# What you have to do
The job is to find each line in the entries holding the string "Result" and copy that line.

# Data to use
▬▬▬
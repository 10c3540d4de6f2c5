use std::{fs, path::PathBuf};

use crate::infra::error::AppError;

const APP_DIR_NAME: &str = "commhub";

/// Where the client keeps files on disk. Only logs live there today.
#[derive(Debug, Clone, PartialEq, Eq)]
pub struct StorageLayout {
    pub log_dir: PathBuf,
}

impl StorageLayout {
    /// Uses `configured` when set, otherwise the platform cache directory.
    pub fn resolve(configured: Option<&PathBuf>) -> Result<Self, AppError> {
        let log_dir = match configured {
            Some(dir) => dir.clone(),
            None => dirs::cache_dir()
                .map(|cache| cache.join(APP_DIR_NAME).join("logs"))
                .ok_or_else(|| AppError::StoragePathResolution {
                    details: "unable to resolve platform cache directory".into(),
                })?,
        };

        Ok(Self { log_dir })
    }

    pub fn ensure_dirs(&self) -> Result<(), AppError> {
        fs::create_dir_all(&self.log_dir).map_err(|source| AppError::StorageDirCreate {
            path: self.log_dir.clone(),
            source,
        })
    }
}

#[cfg(test)]
mod tests {
    use super::*;

    #[test]
    fn configured_directory_wins() {
        let temp_dir = tempfile::tempdir().expect("must create temp dir");
        let configured = temp_dir.path().join("logs");

        let layout = StorageLayout::resolve(Some(&configured)).expect("layout should resolve");
        layout.ensure_dirs().expect("dirs should be created");

        assert_eq!(layout.log_dir, configured);
        assert!(configured.is_dir());
    }
}
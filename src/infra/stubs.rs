#[cfg(test)]
pub use test_stubs::*;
▬▬▬
# Worked solution
    pub fn resolve(configured: Option<&PathBuf>) -> Result<Self, AppError> {
    pub fn ensure_dirs(&self) -> Result<(), AppError> {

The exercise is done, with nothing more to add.